In that ATM uses a connection-oriented protocol, cells are allocated only when the
originating end user requests a connection. They are allocated from and idle-cell pool.
This allows ATM to efficiently support a network's aggregate demand by allocating cell
capacity on demand based on immediate user need. Indeed it is this concept that lies at the
heart of the word asynchronous (as in asynchronous transfer mode). An analogy would
help. Let's say that New York City is connected to Washington, DC, by a pair of railroad
tracks for passenger trains headed south and another pair of tracks for passenger trains
headed north. On these two pair of tracks we'd like to accommodate everybody we can
when they'd like to ride. The optimum for reach this goal is to have a continuous train
of coupled passenger cars. As the trains enters Union Station, it disgorges its passengers
and connects around directly for the northward run to Pennsylvania Station and loading
people bound for New York. Passenger cars are identical in size, and each has the same
number of identical seats.
Of course, at 2
A.M.
the train will have very few passengers and many empty seats.
Probably from 7
A.M.
to 9
A.M.
the train will be full, no standees allowed, so we'll
have to hold potential riders in the waiting room. They'll ride later; those few who try
to be standees will be bumped. Others might seek alternate transportation to Washing-
ton, DC.
Here we see that the railroad tracks are the transmission medium. Each passenger car
is a SONET/SDH frame. The seats in each car are our ATM cells. Each seat can handle a
person no bigger than 53 units. Because of critical weight distribution, if a person is not 53
units in size/weight, we'll stick some bricks in the seat to bring the size/weight to 53 units
exactly. Those bricks are removed at the destination. All kinds of people ride the train
because America is culturally diverse, analogous to the fact that ATM handles all forms
of traffic. The empty seats represent idle or unassigned cells. The header information
is analogous to the passengers' tickets. Keep in mind that the train can only fill to its
maximum capacity of seats. We can imagine the SONET/SDH frame as being full of cells
in the payload, some cells busy and some idle/unassigned. At the peak traffic period, all
cells will be busy, and some traffic (passengers) may have to be turned away.
We can go even further with this analogy. Both Washington, DC, and New York
City attract large groups of tourists, and other groups travel to business meetings or
conventions. A tour group has a chief tour guide in the lead seat (cell) and an assistant
guide in the last seat (cell). There may be so many in the group that they extend into
a second car or may just intermingle with other passengers on the train. The tour guide
and assistant tour guide keep an exact count of people on the tour.
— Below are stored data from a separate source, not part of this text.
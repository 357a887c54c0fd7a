#![no_main]

use libfuzzer_sys::fuzz_target;
use std::io::Cursor;

use tandem_pin::converter::TandemConverter;
use tandem_pin::options::ParseOptions;
use tandem_pin::sink::MemorySink;
use tandem_pin::tandem::TandemStreamer;

fuzz_target!(|data: &[u8]| {
    // Malformed documents must end in an error, never a panic
    if let Ok(streamer) = TandemStreamer::new(Cursor::new(data)) {
        for group in streamer.groups().take(100) {
            if group.is_err() {
                break;
            }
        }
    }

    if let Ok(converter) = TandemConverter::new(ParseOptions::default()) {
        let mut sink = MemorySink::new();
        let _ = converter.convert_bytes("fuzz", data, false, &mut sink);
    }
});
//! # Peptide-Spectrum Matches
//!
//! Output records of the conversion and the code that builds them from
//! spectrum groups.

mod builder;
mod index;

use std::fmt;

use serde::Serialize;

pub use builder::{PsmBuilder, SpectrumStats};
pub use index::PeptideProteinMap;

/// A modification resolved onto a peptide
///
/// Positions are 1-based residue indices into the unmodified sequence;
/// 0 denotes the peptide N-terminus.
#[derive(Debug, Clone, PartialEq, Serialize)]
#[serde(tag = "kind", rename_all = "lowercase")]
pub enum Modification {
    /// Symbol in the sequence string, mapped through the PTM scheme
    Scheme {
        position: usize,
        symbol: char,
        accession: u32,
    },
    /// Explicit `<aa>` record of the domain
    Free {
        position: usize,
        residue: Option<char>,
        mass: String,
    },
}

impl Modification {
    pub fn position(&self) -> usize {
        match self {
            Modification::Scheme { position, .. } | Modification::Free { position, .. } => {
                *position
            }
        }
    }
}

impl fmt::Display for Modification {
    fn fmt(&self, f: &mut fmt::Formatter<'_>) -> fmt::Result {
        match self {
            Modification::Scheme { accession, .. } => write!(f, "[UNIMOD:{accession}]"),
            Modification::Free { mass, .. } => {
                if mass.starts_with('-') || mass.starts_with('+') {
                    write!(f, "[{mass}]")
                } else {
                    write!(f, "[+{mass}]")
                }
            }
        }
    }
}

/// Unmodified peptide sequence plus its modifications
#[derive(Debug, Clone, Default, PartialEq, Serialize)]
pub struct Peptide {
    pub sequence: String,
    pub modifications: Vec<Modification>,
}

impl Peptide {
    /// Sequence with modifications written after the residue they sit on
    pub fn modified_sequence(&self) -> String {
        let mut mods: Vec<&Modification> = self.modifications.iter().collect();
        mods.sort_by_key(|m| m.position());

        let mut out = String::with_capacity(self.sequence.len() + 16 * mods.len());
        let mut pending = mods.into_iter().peekable();
        while let Some(m) = pending.next_if(|m| m.position() == 0) {
            out.push_str(&m.to_string());
        }
        for (i, residue) in self.sequence.chars().enumerate() {
            out.push(residue);
            while let Some(m) = pending.next_if(|m| m.position() == i + 1) {
                out.push_str(&m.to_string());
            }
        }
        for m in pending {
            out.push_str(&m.to_string());
        }
        out
    }
}

/// A protein the peptide was found in, with its flanking residues
#[derive(Debug, Clone, PartialEq, Serialize)]
pub struct ProteinOccurrence {
    pub protein: String,
    pub flank_n: char,
    pub flank_c: char,
}

/// One peptide-spectrum match with its feature vector
#[derive(Debug, Clone, PartialEq, Serialize)]
pub struct PsmRecord {
    pub id: String,
    /// Spectrum the match belongs to
    pub spectrum_id: u32,
    pub is_decoy: bool,
    pub observed_mass: f64,
    pub calculated_mass: f64,
    pub charge: u32,
    /// Values in feature schema order
    pub features: Vec<f64>,
    pub peptide: Peptide,
    pub occurrences: Vec<ProteinOccurrence>,
}

impl PsmRecord {
    /// Flanked peptide, e.g. `K.PEPM[UNIMOD:35]TIDE.R`
    pub fn flanked_peptide(&self) -> String {
        let (flank_n, flank_c) = self
            .occurrences
            .first()
            .map(|o| (o.flank_n, o.flank_c))
            .unwrap_or((crate::features::NO_FLANK, crate::features::NO_FLANK));
        format!("{}.{}.{}", flank_n, self.peptide.modified_sequence(), flank_c)
    }
}
use std::str::FromStr;

use quick_xml::events::BytesStart;

use crate::tandem::TandemError;

/// Attributes of one element, unescaped
pub(super) struct Attributes {
    element: &'static str,
    values: Vec<(String, String)>,
}

impl Attributes {
    pub(super) fn read(element: &'static str, e: &BytesStart) -> Result<Self, TandemError> {
        let mut values = Vec::new();
        for attr in e.attributes() {
            let attr = attr?;
            let key = std::str::from_utf8(attr.key.as_ref())?.to_string();
            let raw = std::str::from_utf8(&attr.value)?;
            let value = quick_xml::escape::unescape(raw)
                .map_err(quick_xml::Error::from)?
                .into_owned();
            values.push((key, value));
        }
        Ok(Self { element, values })
    }

    pub(super) fn get(&self, name: &str) -> Option<&str> {
        self.values
            .iter()
            .find(|(key, _)| key == name)
            .map(|(_, value)| value.as_str())
    }

    pub(super) fn string(&self, name: &str) -> Option<String> {
        self.get(name).map(str::to_string)
    }

    /// Parse an optional attribute; blank values count as absent
    pub(super) fn parse<T: FromStr>(&self, name: &'static str) -> Result<Option<T>, TandemError> {
        match self.get(name).map(str::trim) {
            None | Some("") => Ok(None),
            Some(raw) => raw
                .parse()
                .map(Some)
                .map_err(|_| TandemError::InvalidAttributeValue {
                    element: self.element,
                    attribute: name,
                    value: raw.to_string(),
                }),
        }
    }
}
The lead guide wears
a badge that says BOM, all tour members wear badges that say COM, and the assistant
tour guide wears a badge that says EOM. Each group has a unique MID (message ID).
We also see that service is connection-oriented (Washington, DC, to New York City).
Asynchronous means that we can keep filling seats on the train until we reach its
maximum capacity. If we look up the word, it means nonperiodic whereas the familiar
E1/DS1 are periodic (i.e., synchronous). One point that seems to get lost in the literature
is that the train has a maximum capacity. It is common to read that ATM provides
"bandwidth" on demand. The underlying transmission medium has a fixed bandwidth. We
believe the statement is supposed to mean "cell rate capacity" on demand. This is true of
course until we reach the maximum capacity. For example, if the underlying transmission
format is SONET STS-1, it can provide 86
× 9 octets × 8000/(53) per second or about
116,000 cells per second of payload (see Chapter 19).